Objective-Inhibitor of apoptosis proteins (IAPs), such as X-linked or cellular IAP 1/2 (XIAP, cIAP1/2), are important regulators of apoptosis. IAP antagonists are currently under clinical investigation as anticancer agents. Interestingly, IAPs participate in the inflammation-associated TNF receptor signaling complex and regulate NF kappa B signaling. This raises the question about the role of IAPs in inflammation. Here, we investigated the anti-inflammatory potential of IAP inhibitors and the role of IAPs in inflammatory processes of endothelial cells. Methods and Results-In mice, the small molecule IAP antagonist A-4.10099.1 (ABT) suppressed antigen-induced arthritis, leukocyte infiltration in concanavalin A-evoked liver injury, and leukocyte transmigration in the TNF alpha-activated cremaster muscle.
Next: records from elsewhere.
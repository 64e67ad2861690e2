//! The configuration handle consumed by front-end clients.
//!
//! The model layer never performs network I/O itself; it only receives a
//! [`Config`] so that argument preconditions can be checked before a
//! front-end attempts a request. A `Config` is valid by construction, which
//! is all the "valid configuration handle" precondition requires.
use snafu::{ensure, Snafu};

const DEFAULT_API_HOST: &str = "localhost:8888";
const DEFAULT_NAMESPACE: &str = "default";

type Result<T, E = Error> = std::result::Result<T, E>;

#[derive(Debug, PartialEq, Snafu)]
pub enum Error {
    #[snafu(display("api host cannot be empty"))]
    EmptyApiHost,

    #[snafu(display("namespace cannot be empty"))]
    EmptyNamespace,
}

/// Connection settings for a remote apiserver.
#[derive(Clone, Debug, PartialEq)]
pub struct Config {
    api_host: String,
    namespace: String,
    pull_secret: Option<String>,
    token: Option<String>,
}

impl Default for Config {
    fn default() -> Self {
        Config {
            api_host: DEFAULT_API_HOST.to_owned(),
            namespace: DEFAULT_NAMESPACE.to_owned(),
            pull_secret: None,
            token: None,
        }
    }
}

impl Config {
    pub fn new(api_host: impl Into<String>) -> Result<Self> {
        let api_host = api_host.into();
        ensure!(!api_host.is_empty(), EmptyApiHostSnafu);

        Ok(Config {
            api_host,
            ..Config::default()
        })
    }

    pub fn namespace(&mut self, namespace: impl Into<String>) -> Result<&mut Self> {
        let namespace = namespace.into();
        ensure!(!namespace.is_empty(), EmptyNamespaceSnafu);

        self.namespace = namespace;
        Ok(self)
    }

    /// The image pull secret front-ends attach to freshly built pod specs.
    pub fn pull_secret(&mut self, pull_secret: impl Into<String>) -> &mut Self {
        self.pull_secret = Some(pull_secret.into());
        self
    }

    pub fn token(&mut self, token: impl Into<String>) -> &mut Self {
        self.token = Some(token.into());
        self
    }

    pub fn get_api_host(&self) -> &str {
        &self.api_host
    }

    pub fn get_namespace(&self) -> &str {
        &self.namespace
    }

    pub fn get_pull_secret(&self) -> Option<&str> {
        self.pull_secret.as_deref()
    }

    pub fn get_token(&self) -> Option<&str> {
        self.token.as_deref()
    }
}

#[cfg(test)]
mod tests {
    use super::*;

    #[test]
    fn defaults() {
        let config = Config::default();
        assert_eq!(config.get_api_host(), "localhost:8888");
        assert_eq!(config.get_namespace(), "default");
        assert_eq!(config.get_pull_secret(), None);
    }

    #[test]
    fn empty_api_host_is_rejected() {
        assert_eq!(Config::new("").unwrap_err(), Error::EmptyApiHost);
    }

    #[test]
    fn pull_secret_round_trip() {
        let mut config = Config::new("k8s.example.com:6443").unwrap();
        config.namespace("staging").unwrap().pull_secret("regcred");

        assert_eq!(config.get_namespace(), "staging");
        assert_eq!(config.get_pull_secret(), Some("regcred"));
    }
}
//! The `ReplicationController` resource.
use std::collections::BTreeMap;

use rand::{distr::Alphanumeric, Rng};
use serde::{Deserialize, Serialize};
use serde_json::Value;
use snafu::{ensure, ResultExt, Snafu};

use crate::{
    config::Config,
    kvp::{self, ValueFormat},
    model::{
        container::{self, Container},
        meta::{self, ObjectMeta},
        pod::PodTemplate,
        pod_spec::{self, PodSpec, RestartPolicy},
    },
};

const RC_KIND: &str = "ReplicationController";
const API_VERSION: &str = "v1";

/// Length of the generated `rc_version` selector token.
const VERSION_TOKEN_LEN: usize = 12;

type Result<T, E = Error> = std::result::Result<T, E>;

#[derive(Debug, Snafu)]
pub enum Error {
    #[snafu(display("resource name cannot be empty"))]
    EmptyName,

    #[snafu(display("replica count must be non-negative, got {replicas}"))]
    NegativeReplicas { replicas: i32 },

    #[snafu(display("image cannot be empty"))]
    EmptyImage,

    #[snafu(display("failed to build controller metadata"))]
    Metadata { source: meta::Error },

    #[snafu(display("failed to build pod template"))]
    Template { source: pod_spec::Error },

    #[snafu(display("failed to build pod container"))]
    TemplateContainer { source: container::Error },

    #[snafu(display("failed to validate selector"))]
    InvalidSelector { source: kvp::Error },

    #[snafu(display("expected a document of kind {RC_KIND:?}, got {kind:?}"))]
    WrongKind { kind: String },

    #[snafu(display("replication controller document is malformed"))]
    InvalidDocument { source: serde_json::Error },
}

#[derive(Clone, Debug, PartialEq, Serialize, Deserialize)]
#[serde(rename_all = "camelCase")]
struct ReplicationControllerSpec {
    #[serde(default)]
    replicas: i32,

    #[serde(default)]
    selector: BTreeMap<String, String>,

    template: PodTemplate,
}

/// A controller resource owning its own metadata *and* an embedded pod
/// template.
///
/// Label and annotation operations come in two independent families:
/// `add_label`/`get_label`/… touch the controller's own metadata, while
/// `add_pod_label`/`get_pod_label`/… touch the template's metadata. Each
/// family validates its arguments on its own and never disturbs the other
/// subtree.
#[derive(Clone, Debug, PartialEq, Serialize, Deserialize)]
#[serde(rename_all = "camelCase")]
pub struct ReplicationController {
    kind: String,
    api_version: String,
    metadata: ObjectMeta,
    spec: ReplicationControllerSpec,
}

impl ReplicationController {
    /// Creates a fresh controller.
    ///
    /// The selector is seeded with the resource name plus a generated
    /// `rc_version` token, and the template labels mirror it so the
    /// controller initially selects exactly the pods it creates. The
    /// template's restart policy is pinned to `Always`, the only policy the
    /// apiserver accepts for controller-managed pods.
    pub fn new(name: impl Into<String>, replicas: i32) -> Result<Self> {
        let name = name.into();
        ensure!(!name.is_empty(), EmptyNameSnafu);
        ensure!(replicas >= 0, NegativeReplicasSnafu { replicas });

        let token = version_token();
        let selector = BTreeMap::from([
            ("name".to_owned(), name.clone()),
            ("rc_version".to_owned(), token.clone()),
        ]);

        let mut template = PodTemplate::new(name.as_str()).context(MetadataSnafu)?;
        template
            .add_label("rc_version", &token)
            .context(MetadataSnafu)?;
        template.spec_mut().set_restart_policy(RestartPolicy::Always);

        Ok(ReplicationController {
            kind: RC_KIND.to_owned(),
            api_version: API_VERSION.to_owned(),
            metadata: ObjectMeta::new(name).context(MetadataSnafu)?,
            spec: ReplicationControllerSpec {
                replicas,
                selector,
                template,
            },
        })
    }

    /// Creates a fresh controller whose template runs a single container
    /// named after the controller.
    pub fn with_image(
        name: impl Into<String>,
        image: impl Into<String>,
        replicas: i32,
    ) -> Result<Self> {
        let name = name.into();
        let mut rc = ReplicationController::new(name.clone(), replicas)?;
        let container =
            Container::with_image(name, image).context(TemplateContainerSnafu)?;
        rc.spec.template.spec_mut().add_container(container);
        Ok(rc)
    }

    /// Creates a controller like [`ReplicationController::with_image`],
    /// applying the front-end configuration: the namespace, and the image
    /// pull secret when one is configured.
    pub fn with_image_from(
        config: &Config,
        name: impl Into<String>,
        image: impl Into<String>,
        replicas: i32,
    ) -> Result<Self> {
        let mut rc = ReplicationController::with_image(name, image, replicas)?;
        rc.set_namespace(config.get_namespace())?;
        if let Some(pull_secret) = config.get_pull_secret() {
            rc.add_image_pull_secrets(pull_secret)?;
        }
        Ok(rc)
    }

    /// Rebuilds the typed view from a raw resource document.
    pub fn from_document(document: Value) -> Result<Self> {
        let rc: ReplicationController =
            serde_json::from_value(document).context(InvalidDocumentSnafu)?;
        ensure!(rc.kind == RC_KIND, WrongKindSnafu { kind: rc.kind });
        Ok(rc)
    }

    /// The serializable document, the sole wire artifact sent to the
    /// apiserver.
    pub fn to_document(&self) -> Result<Value> {
        serde_json::to_value(self).context(InvalidDocumentSnafu)
    }

    pub fn get_name(&self) -> &str {
        self.metadata.get_name()
    }

    pub fn metadata(&self) -> &ObjectMeta {
        &self.metadata
    }

    pub fn metadata_mut(&mut self) -> &mut ObjectMeta {
        &mut self.metadata
    }

    pub fn set_namespace(&mut self, namespace: impl Into<String>) -> Result<&mut Self> {
        self.metadata
            .set_namespace(namespace)
            .context(MetadataSnafu)?;
        Ok(self)
    }

    pub fn get_namespace(&self) -> &str {
        self.metadata.get_namespace()
    }

    pub fn pod_template(&self) -> &PodTemplate {
        &self.spec.template
    }

    pub fn pod_template_mut(&mut self) -> &mut PodTemplate {
        &mut self.spec.template
    }

    pub fn set_replicas(&mut self, replicas: i32) -> Result<&mut Self> {
        ensure!(replicas >= 0, NegativeReplicasSnafu { replicas });

        self.spec.replicas = replicas;
        Ok(self)
    }

    pub fn get_replicas(&self) -> i32 {
        self.spec.replicas
    }

    /// Replaces `spec.selector`.
    ///
    /// The selector is seeded once at construction and never recomputed;
    /// keeping it consistent with the template labels is the caller's
    /// responsibility. A controller whose selector does not match its
    /// template creates pods it immediately stops managing.
    pub fn set_selector(&mut self, selector: BTreeMap<String, String>) -> Result<&mut Self> {
        for (key, value) in &selector {
            kvp::validate_key(key).context(InvalidSelectorSnafu)?;
            kvp::validate_label_value(value).context(InvalidSelectorSnafu)?;
        }

        self.spec.selector = selector;
        Ok(self)
    }

    pub fn get_selector(&self) -> &BTreeMap<String, String> {
        &self.spec.selector
    }

    // ------------------------------------------------------------------
    // Controller metadata family
    // ------------------------------------------------------------------

    pub fn add_label(&mut self, key: &str, value: &str) -> Result<&mut Self> {
        self.metadata.add_label(key, value).context(MetadataSnafu)?;
        Ok(self)
    }

    pub fn del_label(&mut self, key: &str) -> &mut Self {
        self.metadata.del_label(key);
        self
    }

    pub fn get_label(&self, key: &str) -> Option<&str> {
        self.metadata.get_label(key)
    }

    pub fn get_labels(&self) -> Option<&BTreeMap<String, String>> {
        self.metadata.get_labels()
    }

    pub fn set_labels(&mut self, labels: BTreeMap<String, String>) -> Result<&mut Self> {
        self.metadata.set_labels(labels).context(MetadataSnafu)?;
        Ok(self)
    }

    pub fn add_annotation(&mut self, key: &str, value: &str) -> Result<&mut Self> {
        self.metadata
            .add_annotation(key, value)
            .context(MetadataSnafu)?;
        Ok(self)
    }

    pub fn del_annotation(&mut self, key: &str) -> &mut Self {
        self.metadata.del_annotation(key);
        self
    }

    pub fn get_annotation(&self, key: &str) -> Option<&str> {
        self.metadata.get_annotation(key)
    }

    pub fn get_annotations(&self) -> Option<&BTreeMap<String, String>> {
        self.metadata.get_annotations()
    }

    pub fn set_annotations(&mut self, annotations: BTreeMap<String, String>) -> Result<&mut Self> {
        self.metadata
            .set_annotations(annotations)
            .context(MetadataSnafu)?;
        Ok(self)
    }

    // ------------------------------------------------------------------
    // Pod template metadata family
    // ------------------------------------------------------------------

    pub fn add_pod_label(&mut self, key: &str, value: &str) -> Result<&mut Self> {
        self.spec.template.add_label(key, value).context(MetadataSnafu)?;
        Ok(self)
    }

    pub fn del_pod_label(&mut self, key: &str) -> &mut Self {
        self.spec.template.del_label(key);
        self
    }

    pub fn get_pod_label(&self, key: &str) -> Option<&str> {
        self.spec.template.get_label(key)
    }

    pub fn get_pod_labels(&self) -> Option<&BTreeMap<String, String>> {
        self.spec.template.get_labels()
    }

    pub fn set_pod_labels(&mut self, labels: BTreeMap<String, String>) -> Result<&mut Self> {
        self.spec.template.set_labels(labels).context(MetadataSnafu)?;
        Ok(self)
    }

    pub fn add_pod_annotation(&mut self, key: &str, value: &str) -> Result<&mut Self> {
        self.spec
            .template
            .add_annotation(key, value)
            .context(MetadataSnafu)?;
        Ok(self)
    }

    pub fn del_pod_annotation(&mut self, key: &str) -> &mut Self {
        self.spec.template.del_annotation(key);
        self
    }

    pub fn get_pod_annotation(&self, key: &str) -> Option<&str> {
        self.spec.template.get_annotation(key)
    }

    pub fn get_pod_annotations(&self) -> Option<&BTreeMap<String, String>> {
        self.spec.template.get_annotations()
    }

    pub fn set_pod_annotations(
        &mut self,
        annotations: BTreeMap<String, String>,
    ) -> Result<&mut Self> {
        self.spec
            .template
            .set_annotations(annotations)
            .context(MetadataSnafu)?;
        Ok(self)
    }

    // ------------------------------------------------------------------
    // Pod template spec passthrough
    // ------------------------------------------------------------------

    pub fn add_container(&mut self, container: Container) -> &mut Self {
        self.spec.template.spec_mut().add_container(container);
        self
    }

    pub fn set_pod_image(
        &mut self,
        name: impl AsRef<str>,
        image: impl Into<String>,
    ) -> Result<&mut Self> {
        self.spec
            .template
            .spec_mut()
            .set_image(name, image)
            .context(TemplateSnafu)?;
        Ok(self)
    }

    pub fn add_image_pull_secrets(&mut self, name: impl Into<String>) -> Result<&mut Self> {
        self.spec
            .template
            .spec_mut()
            .add_image_pull_secrets(name)
            .context(TemplateSnafu)?;
        Ok(self)
    }

    pub fn pod_spec(&self) -> &PodSpec {
        self.spec.template.spec()
    }

    // ------------------------------------------------------------------
    // Front-end preconditions
    // ------------------------------------------------------------------
    //
    // The network halves of get-by-name, resize and rolling-update live in
    // front-end clients. Their argument checks are pure and belong here so
    // a violation fails before any request is attempted.

    pub fn validate_get_by_name(_config: &Config, name: &str) -> Result<()> {
        ensure!(!name.is_empty(), EmptyNameSnafu);
        Ok(())
    }

    pub fn validate_resize(config: &Config, name: &str, replicas: i32) -> Result<()> {
        Self::validate_get_by_name(config, name)?;
        ensure!(replicas >= 0, NegativeReplicasSnafu { replicas });
        Ok(())
    }

    pub fn validate_rolling_update(
        config: &Config,
        name: &str,
        target: RollingUpdateTarget<'_>,
    ) -> Result<()> {
        Self::validate_get_by_name(config, name)?;
        match target {
            RollingUpdateTarget::Image(image) => ensure!(!image.is_empty(), EmptyImageSnafu),
            // a replacement model is valid by construction
            RollingUpdateTarget::Model(_) => {}
        }
        Ok(())
    }
}

/// What a rolling update rolls out: a new image for the existing template,
/// or a full replacement controller model.
#[derive(Clone, Copy, Debug)]
pub enum RollingUpdateTarget<'a> {
    Image(&'a str),
    Model(&'a ReplicationController),
}

fn version_token() -> String {
    rand::rng()
        .sample_iter(Alphanumeric)
        .take(VERSION_TOKEN_LEN)
        .map(char::from)
        .collect()
}
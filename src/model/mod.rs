//! Typed views over apiserver resource documents.
//!
//! Each resource is a plain typed struct that is the single source of truth;
//! the untyped wire document is produced on demand by `to_document()` and
//! recovered by `from_document()`. Because there is no cached raw document,
//! a typed accessor and the serialized form can never disagree.
pub mod container;
pub mod meta;
pub mod pod;
pub mod pod_spec;
pub mod replication_controller;

pub use container::{Container, ContainerPort, EnvVar, ResourceRequirements, VolumeMount};
pub use meta::ObjectMeta;
pub use pod::{Pod, PodTemplate};
pub use pod_spec::{
    DnsPolicy, EmptyDirVolumeSource, HostPathVolumeSource, LocalObjectReference, PodSpec,
    RestartPolicy, Volume,
};
pub use replication_controller::{ReplicationController, RollingUpdateTarget};
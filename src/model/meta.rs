//! The `metadata` block shared by every resource.
use std::collections::BTreeMap;

use serde::{Deserialize, Serialize};
use serde_json::Value;
use snafu::{ensure, ResultExt, Snafu};

use crate::kvp::{self, ValueFormat};

const DEFAULT_NAMESPACE: &str = "default";

type Result<T, E = Error> = std::result::Result<T, E>;

#[derive(Debug, Snafu)]
pub enum Error {
    #[snafu(display("resource name cannot be empty"))]
    EmptyName,

    #[snafu(display("resource name {name:?} is not usable as a label value"))]
    InvalidName { source: kvp::Error, name: String },

    #[snafu(display("namespace cannot be empty"))]
    EmptyNamespace,

    #[snafu(display("failed to validate label"))]
    InvalidLabel { source: kvp::Error },

    #[snafu(display("failed to validate annotation"))]
    InvalidAnnotation { source: kvp::Error },

    #[snafu(display("metadata document is malformed"))]
    InvalidDocument { source: serde_json::Error },
}

/// A typed view over a resource's `metadata` block.
///
/// Fresh construction seeds the labels with a `name` label derived from the
/// resource name; [`ObjectMeta::set_name`] keeps that label in step.
/// Annotations stay absent until the first write, so serialized documents
/// only carry an `annotations` key once one was actually added.
#[derive(Clone, Debug, PartialEq, Serialize, Deserialize)]
#[serde(rename_all = "camelCase")]
pub struct ObjectMeta {
    name: String,

    #[serde(default = "default_namespace")]
    namespace: String,

    #[serde(default, skip_serializing_if = "Option::is_none")]
    labels: Option<BTreeMap<String, String>>,

    #[serde(default, skip_serializing_if = "Option::is_none")]
    annotations: Option<BTreeMap<String, String>>,

    #[serde(default, skip_serializing_if = "Option::is_none")]
    resource_version: Option<String>,
}

fn default_namespace() -> String {
    DEFAULT_NAMESPACE.to_owned()
}

impl ObjectMeta {
    /// Creates metadata for a fresh resource in the `default` namespace.
    pub fn new(name: impl Into<String>) -> Result<Self> {
        let name = name.into();
        ensure!(!name.is_empty(), EmptyNameSnafu);
        kvp::validate_label_value(&name).context(InvalidNameSnafu { name: name.as_str() })?;

        let labels = BTreeMap::from([("name".to_owned(), name.clone())]);

        Ok(ObjectMeta {
            name,
            namespace: default_namespace(),
            labels: Some(labels),
            annotations: None,
            resource_version: None,
        })
    }

    /// Rebuilds the typed view from a raw `metadata` document. Absent
    /// `labels`/`annotations` are tolerated and stay absent.
    pub fn from_document(document: Value) -> Result<Self> {
        let meta: ObjectMeta = serde_json::from_value(document).context(InvalidDocumentSnafu)?;
        ensure!(!meta.name.is_empty(), EmptyNameSnafu);
        Ok(meta)
    }

    pub fn to_document(&self) -> Result<Value> {
        serde_json::to_value(self).context(InvalidDocumentSnafu)
    }

    /// Renames the resource and reseeds the `name` label.
    pub fn set_name(&mut self, name: impl Into<String>) -> Result<&mut Self> {
        let name = name.into();
        ensure!(!name.is_empty(), EmptyNameSnafu);
        kvp::validate_label_value(&name).context(InvalidNameSnafu { name: name.as_str() })?;

        kvp::insert(&mut self.labels, "name", &name, ValueFormat::Label)
            .context(InvalidLabelSnafu)?;
        self.name = name;
        Ok(self)
    }

    pub fn set_namespace(&mut self, namespace: impl Into<String>) -> Result<&mut Self> {
        let namespace = namespace.into();
        ensure!(!namespace.is_empty(), EmptyNamespaceSnafu);

        self.namespace = namespace;
        Ok(self)
    }

    pub fn set_resource_version(&mut self, resource_version: impl Into<String>) -> &mut Self {
        self.resource_version = Some(resource_version.into());
        self
    }

    pub fn add_label(&mut self, key: &str, value: &str) -> Result<&mut Self> {
        kvp::insert(&mut self.labels, key, value, ValueFormat::Label)
            .context(InvalidLabelSnafu)?;
        Ok(self)
    }

    pub fn add_annotation(&mut self, key: &str, value: &str) -> Result<&mut Self> {
        kvp::insert(&mut self.annotations, key, value, ValueFormat::Annotation)
            .context(InvalidAnnotationSnafu)?;
        Ok(self)
    }

    /// Removes a label if present; removing an absent key is a no-op.
    pub fn del_label(&mut self, key: &str) -> &mut Self {
        kvp::remove(&mut self.labels, key);
        self
    }

    pub fn del_annotation(&mut self, key: &str) -> &mut Self {
        kvp::remove(&mut self.annotations, key);
        self
    }

    pub fn get_label(&self, key: &str) -> Option<&str> {
        kvp::get(&self.labels, key)
    }

    pub fn get_annotation(&self, key: &str) -> Option<&str> {
        kvp::get(&self.annotations, key)
    }

    /// `None` means the collection was never set, as opposed to set but empty.
    pub fn get_labels(&self) -> Option<&BTreeMap<String, String>> {
        self.labels.as_ref()
    }

    pub fn get_annotations(&self) -> Option<&BTreeMap<String, String>> {
        self.annotations.as_ref()
    }

    /// Replaces all labels. Every entry is validated before any is applied.
    pub fn set_labels(&mut self, labels: BTreeMap<String, String>) -> Result<&mut Self> {
        kvp::replace(&mut self.labels, labels, ValueFormat::Label).context(InvalidLabelSnafu)?;
        Ok(self)
    }

    pub fn set_annotations(&mut self, annotations: BTreeMap<String, String>) -> Result<&mut Self> {
        kvp::replace(&mut self.annotations, annotations, ValueFormat::Annotation)
            .context(InvalidAnnotationSnafu)?;
        Ok(self)
    }

    pub fn get_name(&self) -> &str {
        &self.name
    }

    pub fn get_namespace(&self) -> &str {
        &self.namespace
    }

    pub fn get_resource_version(&self) -> Option<&str> {
        self.resource_version.as_deref()
    }
}

#[cfg(test)]
mod tests {
    use serde_json::json;

    use super::*;

    #[test]
    fn fresh_metadata_seeds_name_label() {
        let meta = ObjectMeta::new("yomama").unwrap();

        assert_eq!(meta.get_name(), "yomama");
        assert_eq!(meta.get_namespace(), "default");
        assert_eq!(meta.get_label("name"), Some("yomama"));
        assert_eq!(meta.get_labels().map(|labels| labels.len()), Some(1));
        assert_eq!(meta.get_annotations(), None);
    }

    #[test]
    fn empty_name_is_rejected() {
        assert!(matches!(
            ObjectMeta::new("").unwrap_err(),
            Error::EmptyName
        ));
    }

    #[test]
    fn add_label_shows_up_in_document() {
        let mut meta = ObjectMeta::new("web").unwrap();
        meta.add_label("tier", "frontend").unwrap();

        assert_eq!(meta.get_label("tier"), Some("frontend"));
        let document = meta.to_document().unwrap();
        assert_eq!(document["labels"]["tier"], "frontend");
    }

    #[test]
    fn invalid_label_leaves_state_untouched() {
        let mut meta = ObjectMeta::new("web").unwrap();
        meta.add_label("bad key", "x").unwrap_err();

        assert_eq!(meta.get_labels().map(|labels| labels.len()), Some(1));
    }

    #[test]
    fn del_label_of_absent_key_keeps_collection() {
        let mut meta = ObjectMeta::new("web").unwrap();
        meta.del_label("missing");

        assert_eq!(meta.get_label("name"), Some("web"));
        assert!(meta.get_labels().is_some());
    }

    #[test]
    fn annotations_absent_until_first_write() {
        let mut meta = ObjectMeta::new("web").unwrap();
        let document = meta.to_document().unwrap();
        assert!(document.get("annotations").is_none());

        meta.add_annotation("note", "anything goes, even spaces").unwrap();
        let document = meta.to_document().unwrap();
        assert_eq!(document["annotations"]["note"], "anything goes, even spaces");
    }

    #[test]
    fn set_name_reseeds_name_label() {
        let mut meta = ObjectMeta::new("old").unwrap();
        meta.set_name("new").unwrap();

        assert_eq!(meta.get_name(), "new");
        assert_eq!(meta.get_label("name"), Some("new"));
    }

    #[test]
    fn load_without_labels_is_tolerated() {
        let meta = ObjectMeta::from_document(json!({"name": "loaded"})).unwrap();

        assert_eq!(meta.get_name(), "loaded");
        assert_eq!(meta.get_namespace(), "default");
        assert_eq!(meta.get_labels(), None);
    }

    #[test]
    fn round_trip() {
        let mut meta = ObjectMeta::new("web").unwrap();
        meta.set_namespace("prod")
            .unwrap()
            .add_annotation("owner", "team a")
            .unwrap();

        let document = meta.to_document().unwrap();
        let loaded = ObjectMeta::from_document(document.clone()).unwrap();
        assert_eq!(loaded, meta);
        assert_eq!(loaded.to_document().unwrap(), document);
    }
}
In vitro, we observed an attenuation of leukocyte-endothelial cell interaction by downregulation of the intercellular adhesion molecule-1. ABT did not impair NF kappa B signaling but decreased the TNF alpha-induced activation of the TGF-beta-activated kinase 1, p38, and c-Jun N-terminal kinase. These effects are based on the proteasomal degradation of cIAP1/2 accompanied by an altered ratio of the levels of membrane-localized TNF receptor-associated factors 2 and 5. Conclusion-Our results reveal IAP antagonism as a profound anti-inflammatory principle in vivo and highlight IAPs as important regulators of inflammatory processes in endothelial cells. (Arterioscler Thromb Vasc Biol. 2011;31:2240-2250.)